While the design cut-off dates under the old rule, would have varied from team to team, the effect would have been similar in that the teams would have had to lock off their development and design for the external hull shape of the second boat, about 5-6 months after the launch of the first boat.

The difficulty with the old rule which allowed changes only to one boat, is that it became a game of pitching launch dates and design and build timelines which could have become very complicated.

The effect of the new rule is to relieve that pressure, and the teams can now do what ever development they like to either hull whenever they like, right up to the start of the regatta.

With the revamped timelines the Defender, Emirates Team New Zealand probably gives up some advantage.

The Defender does not have to be ready to race until the beginning of March, three months later than the start of the Prada Cup for Challengers, normally the home team would have the advantage of an extra three months of development.

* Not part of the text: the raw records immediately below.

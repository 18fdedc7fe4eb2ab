//! Analyze command implementation.

use crate::cli::AnalyzeArgs;
use crate::error::Result;
use crate::output::Formatter;
use credence_analyzer::{AnalyzeRequest, Analyzer};

/// Execute the analyze command.
pub async fn execute_analyze(
    args: AnalyzeArgs,
    analyzer: &Analyzer,
    formatter: &Formatter,
) -> Result<()> {
    let mut request = AnalyzeRequest::new(args.claim).with_kind(args.kind.into());
    if let Some(min_responders) = args.min_responders {
        request = request.with_min_responders(min_responders);
    }
    if let Some(timeout_ms) = args.timeout_ms {
        request = request.with_timeout_ms(timeout_ms);
    }

    let report = analyzer.analyze(request).await?;
    println!("{}", formatter.format_report(&report)?);

    Ok(())
}
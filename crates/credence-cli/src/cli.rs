//! CLI command definitions and argument parsing.

use clap::{Parser, Subcommand};
use std::path::PathBuf;

/// Credence CLI - Score claims against a network of responders.
#[derive(Debug, Parser)]
#[command(name = "credence")]
#[command(version, about, long_about = None)]
pub struct Cli {
    /// Output format
    #[arg(short, long, value_enum, global = true)]
    pub format: Option<CliFormat>,

    /// Disable colored output
    #[arg(long, global = true)]
    pub no_color: bool,

    /// Configuration file path
    #[arg(short, long, global = true, env = "CREDENCE_CONFIG")]
    pub config: Option<PathBuf>,

    /// Dispatch mode, overriding the configuration file
    #[arg(short, long, value_enum, global = true, env = "CREDENCE_DISPATCH_MODE")]
    pub mode: Option<ModeArg>,

    /// Log at debug level
    #[arg(short, long, global = true)]
    pub verbose: bool,

    #[command(subcommand)]
    pub command: Command,
}

/// Output format options.
#[derive(Debug, Clone, Copy, PartialEq, Eq, clap::ValueEnum)]
pub enum CliFormat {
    /// Human-readable text (default)
    Text,
    /// Pretty-printed JSON
    Json,
}

/// CLI commands.
#[derive(Debug, Subcommand)]
pub enum Command {
    /// Analyze one claim
    Analyze(AnalyzeArgs),

    /// Show dispatcher health
    Health(HealthArgs),

    /// Print the effective configuration
    Config,
}

/// Arguments for the analyze command.
#[derive(Debug, Parser)]
pub struct AnalyzeArgs {
    /// Claim text, or a URL with `--kind url`
    pub claim: String,

    /// Kind of claim
    #[arg(short, long, value_enum, default_value = "text")]
    pub kind: KindArg,

    /// Responders to request
    #[arg(short = 'n', long)]
    pub min_responders: Option<u32>,

    /// Dispatch deadline in milliseconds
    #[arg(short, long)]
    pub timeout_ms: Option<u64>,
}

/// Arguments for the health command.
#[derive(Debug, Parser)]
pub struct HealthArgs {
    /// Query the responder network before reporting
    #[arg(short, long)]
    pub probe: bool,
}

/// Claim kind argument.
#[derive(Debug, Clone, Copy, PartialEq, Eq, clap::ValueEnum)]
pub enum KindArg {
    /// Free-text statement
    Text,
    /// Link to an article
    Url,
}

/// Dispatch mode argument.
#[derive(Debug, Clone, Copy, PartialEq, Eq, clap::ValueEnum)]
pub enum ModeArg {
    /// Query the responder network
    Live,
    /// Generate responses locally
    Simulated,
}

impl From<CliFormat> for crate::config::OutputFormat {
    fn from(format: CliFormat) -> Self {
        match format {
            CliFormat::Text => crate::config::OutputFormat::Text,
            CliFormat::Json => crate::config::OutputFormat::Json,
        }
    }
}

impl From<KindArg> for credence_domain::ClaimKind {
    fn from(kind: KindArg) -> Self {
        match kind {
            KindArg::Text => credence_domain::ClaimKind::Text,
            KindArg::Url => credence_domain::ClaimKind::Reference,
        }
    }
}

impl From<ModeArg> for credence_dispatch::DispatchMode {
    fn from(mode: ModeArg) -> Self {
        match mode {
            ModeArg::Live => credence_dispatch::DispatchMode::Live,
            ModeArg::Simulated => credence_dispatch::DispatchMode::Simulated,
        }
    }
}
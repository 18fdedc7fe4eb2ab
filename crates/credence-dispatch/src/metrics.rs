//! Dispatch counters and health reporting

use crate::config::DispatchMode;
use serde::{Deserialize, Serialize};
use std::sync::atomic::{AtomicU64, Ordering};

/// Point-in-time copy of the dispatcher counters
#[derive(Debug, Clone, Copy, Default, PartialEq, Eq, Serialize, Deserialize)]
#[serde(rename_all = "camelCase")]
pub struct DispatchMetrics {
    /// Dispatch calls started
    pub dispatches: u64,
    /// Live tasks that completed with responses
    pub live_completions: u64,
    /// Simulation runs, including fallbacks
    pub simulated_runs: u64,
    /// Live calls that fell back to simulation
    pub fallbacks: u64,
    /// Calls that hit their deadline
    pub timeouts: u64,
    /// Calls that ended in any other error
    pub failures: u64,
    /// Payloads replaced by the neutral fallback
    pub recovered_responses: u64,
}

impl DispatchMetrics {
    /// Generate a summary report of metrics
    pub fn summary(&self) -> String {
        [
            "Dispatch Metrics Summary".to_string(),
            "========================".to_string(),
            format!("Dispatches: {}", self.dispatches),
            format!("Live completions: {}", self.live_completions),
            format!("Simulated runs: {}", self.simulated_runs),
            format!("Fallbacks: {}", self.fallbacks),
            format!("Timeouts: {}", self.timeouts),
            format!("Failures: {}", self.failures),
            format!("Recovered responses: {}", self.recovered_responses),
        ]
        .join("\n")
    }
}

/// Atomic counters owned by one dispatcher instance
#[derive(Debug, Default)]
pub(crate) struct MetricsRecorder {
    dispatches: AtomicU64,
    live_completions: AtomicU64,
    simulated_runs: AtomicU64,
    fallbacks: AtomicU64,
    timeouts: AtomicU64,
    failures: AtomicU64,
    recovered_responses: AtomicU64,
}

impl MetricsRecorder {
    pub(crate) fn record_dispatch(&self) {
        self.dispatches.fetch_add(1, Ordering::Relaxed);
    }

    pub(crate) fn record_live_completion(&self) {
        self.live_completions.fetch_add(1, Ordering::Relaxed);
    }

    pub(crate) fn record_simulated_run(&self) {
        self.simulated_runs.fetch_add(1, Ordering::Relaxed);
    }

    pub(crate) fn record_fallback(&self) {
        self.fallbacks.fetch_add(1, Ordering::Relaxed);
    }

    pub(crate) fn record_timeout(&self) {
        self.timeouts.fetch_add(1, Ordering::Relaxed);
    }

    pub(crate) fn record_failure(&self) {
        self.failures.fetch_add(1, Ordering::Relaxed);
    }

    pub(crate) fn record_recovered(&self, count: u64) {
        self.recovered_responses.fetch_add(count, Ordering::Relaxed);
    }

    pub(crate) fn snapshot(&self) -> DispatchMetrics {
        DispatchMetrics {
            dispatches: self.dispatches.load(Ordering::Relaxed),
            live_completions: self.live_completions.load(Ordering::Relaxed),
            simulated_runs: self.simulated_runs.load(Ordering::Relaxed),
            fallbacks: self.fallbacks.load(Ordering::Relaxed),
            timeouts: self.timeouts.load(Ordering::Relaxed),
            failures: self.failures.load(Ordering::Relaxed),
            recovered_responses: self.recovered_responses.load(Ordering::Relaxed),
        }
    }
}

/// Health report of a dispatcher
#[derive(Debug, Clone, PartialEq, Serialize, Deserialize)]
#[serde(rename_all = "camelCase")]
pub struct HealthStatus {
    /// Mode chosen at construction
    pub mode: DispatchMode,
    /// Whether transport errors fall back to simulation
    pub fallback_enabled: bool,
    /// Responder count seen by the last completed dispatch or probe
    pub last_known_responders: Option<u64>,
    /// Counter snapshot
    pub metrics: DispatchMetrics,
}
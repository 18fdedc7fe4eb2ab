//! Aggregator configuration
//!
//! The blend weights and thresholds have no derivation beyond calibration, so
//! they are exposed here instead of being baked into the algorithm.

use serde::{Deserialize, Serialize};

/// Tolerance when checking that a weight group sums to 1
const WEIGHT_EPSILON: f64 = 1e-9;

/// Lower bounds of the narrative credibility bands
///
/// A score at or above `strong` is the strongest band; anything below `low`
/// falls into the "very low" band.
#[derive(Debug, Clone, Copy, PartialEq, Serialize, Deserialize)]
pub struct CredibilityBands {
    /// Strong consensus band
    pub strong: f64,
    /// Generally credible band
    pub credible: f64,
    /// Mixed views band
    pub mixed: f64,
    /// Low credibility band
    pub low: f64,
}

impl Default for CredibilityBands {
    fn default() -> Self {
        Self {
            strong: 0.8,
            credible: 0.6,
            mixed: 0.4,
            low: 0.2,
        }
    }
}

/// Configuration for the aggregation pipeline
#[derive(Debug, Clone, PartialEq, Serialize, Deserialize)]
#[serde(default)]
pub struct AggregationConfig {
    /// Weight of the score median in the blend
    pub median_weight: f64,

    /// Weight of the confidence-weighted mean in the blend
    pub weighted_mean_weight: f64,

    /// Minimum blended score for a claim to be called credible
    pub credible_threshold: f64,

    /// Weight of score agreement in the aggregate confidence
    pub agreement_weight: f64,

    /// Weight of the mean responder confidence in the aggregate confidence
    pub responder_confidence_weight: f64,

    /// Weight of the sample size in the aggregate confidence
    pub sample_size_weight: f64,

    /// Multiplier on the score standard deviation when computing agreement
    pub agreement_spread_factor: f64,

    /// Response count at which sample-size confidence saturates
    pub sample_saturation: usize,

    /// Narrative bands
    pub bands: CredibilityBands,

    /// Scores at or above this count as "high" in the narrative
    pub high_score_threshold: f64,

    /// Scores at or below this count as "low" in the narrative
    pub low_score_threshold: f64,

    /// Maximum recurring themes mentioned in the narrative
    pub max_themes: usize,

    /// Maximum supporting sources returned
    pub max_sources: usize,

    /// A sentence must be longer than this many characters to become an excerpt
    pub min_excerpt_chars: usize,
}

impl Default for AggregationConfig {
    fn default() -> Self {
        Self {
            median_weight: 0.7,
            weighted_mean_weight: 0.3,
            credible_threshold: 0.6,
            agreement_weight: 0.4,
            responder_confidence_weight: 0.4,
            sample_size_weight: 0.2,
            agreement_spread_factor: 2.0,
            sample_saturation: 10,
            bands: CredibilityBands::default(),
            high_score_threshold: 0.7,
            low_score_threshold: 0.3,
            max_themes: 3,
            max_sources: 10,
            min_excerpt_chars: 10,
        }
    }
}

impl AggregationConfig {
    /// Strict preset: the median dominates harder and the credibility bar is higher
    pub fn strict() -> Self {
        Self {
            median_weight: 0.8,
            weighted_mean_weight: 0.2,
            credible_threshold: 0.7,
            agreement_weight: 0.5,
            responder_confidence_weight: 0.3,
            sample_size_weight: 0.2,
            agreement_spread_factor: 2.5,
            sample_saturation: 15,
            ..Self::default()
        }
    }

    /// Lenient preset: the weighted mean counts more and fewer responders saturate confidence
    pub fn lenient() -> Self {
        Self {
            median_weight: 0.6,
            weighted_mean_weight: 0.4,
            credible_threshold: 0.55,
            agreement_spread_factor: 1.5,
            sample_saturation: 5,
            ..Self::default()
        }
    }

    /// Validate the configuration
    pub fn validate(&self) -> Result<(), String> {
        let blend = self.median_weight + self.weighted_mean_weight;
        if (blend - 1.0).abs() > WEIGHT_EPSILON {
            return Err(format!(
                "median_weight + weighted_mean_weight must equal 1.0 (got {})",
                blend
            ));
        }

        let confidence =
            self.agreement_weight + self.responder_confidence_weight + self.sample_size_weight;
        if (confidence - 1.0).abs() > WEIGHT_EPSILON {
            return Err(format!(
                "confidence weights must sum to 1.0 (got {})",
                confidence
            ));
        }

        let weights = [
            ("median_weight", self.median_weight),
            ("weighted_mean_weight", self.weighted_mean_weight),
            ("agreement_weight", self.agreement_weight),
            ("responder_confidence_weight", self.responder_confidence_weight),
            ("sample_size_weight", self.sample_size_weight),
        ];
        for (name, value) in weights {
            if !(0.0..=1.0).contains(&value) {
                return Err(format!("{} {} out of range [0.0, 1.0]", name, value));
            }
        }

        let thresholds = [
            ("credible_threshold", self.credible_threshold),
            ("high_score_threshold", self.high_score_threshold),
            ("low_score_threshold", self.low_score_threshold),
            ("bands.strong", self.bands.strong),
            ("bands.credible", self.bands.credible),
            ("bands.mixed", self.bands.mixed),
            ("bands.low", self.bands.low),
        ];
        for (name, value) in thresholds {
            if !(0.0..=1.0).contains(&value) {
                return Err(format!("{} {} out of range [0.0, 1.0]", name, value));
            }
        }

        let bands = &self.bands;
        if !(bands.strong > bands.credible && bands.credible > bands.mixed && bands.mixed > bands.low) {
            return Err("bands must be strictly descending: strong > credible > mixed > low".to_string());
        }
        if self.low_score_threshold > self.high_score_threshold {
            return Err("low_score_threshold cannot exceed high_score_threshold".to_string());
        }
        if !self.agreement_spread_factor.is_finite() || self.agreement_spread_factor < 0.0 {
            return Err("agreement_spread_factor must be a non-negative number".to_string());
        }
        if self.sample_saturation == 0 {
            return Err("sample_saturation must be greater than 0".to_string());
        }
        if self.max_sources == 0 {
            return Err("max_sources must be greater than 0".to_string());
        }
        Ok(())
    }

    /// Load configuration from TOML string
    pub fn from_toml(toml_str: &str) -> Result<Self, String> {
        toml::from_str(toml_str).map_err(|e| format!("Failed to parse TOML: {}", e))
    }

    /// Serialize configuration to TOML string
    pub fn to_toml(&self) -> Result<String, String> {
        toml::to_string_pretty(self).map_err(|e| format!("Failed to serialize to TOML: {}", e))
    }
}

Now, the gain for the Defender, and to some extent the Challengers, is that if they spot a breakthrough development on another boat they can copy it onto one boat and test.

The sting in the new rule that the teams are limited to altering just 12.5% of the surface area of the hull, which prohibits wholesale rebuilds.

In the first version of the Protocol issued last September, the teams are also still limited to sailing one boat at a time - and the long days of working through a daily two-boat test schedule are also gone. The Defender was always allowed to start two-boat racing and testing but only once the Prada Cup gets underway.

The rest of the rule changes appear to be housekeeping which is to be expected once the Arbitration Panel has been appointed, and after input has been received from the entered teams.

Several of the rule changes relate to liability and indemnity of organisers and officials, including stating that the responsibility for the reliability of supplied parts, such as the rigging package and foil canting mechanism, remains with the Team and not the supplier.

A key date for teams comes in just over two weeks at the end of September, when the Performance Bond of USD$1million must be deposited.

A second key date has just passed being September 1 the counting of the 380 days for residency of non-nationals of a team began and must be complete by August 31, 2020.

Late entries close on November 30, 2018, however Emirates Team New Zealand have said that even this date will be extended if necessary by the Defender and Challenger making a suitable amendment to the Protocol.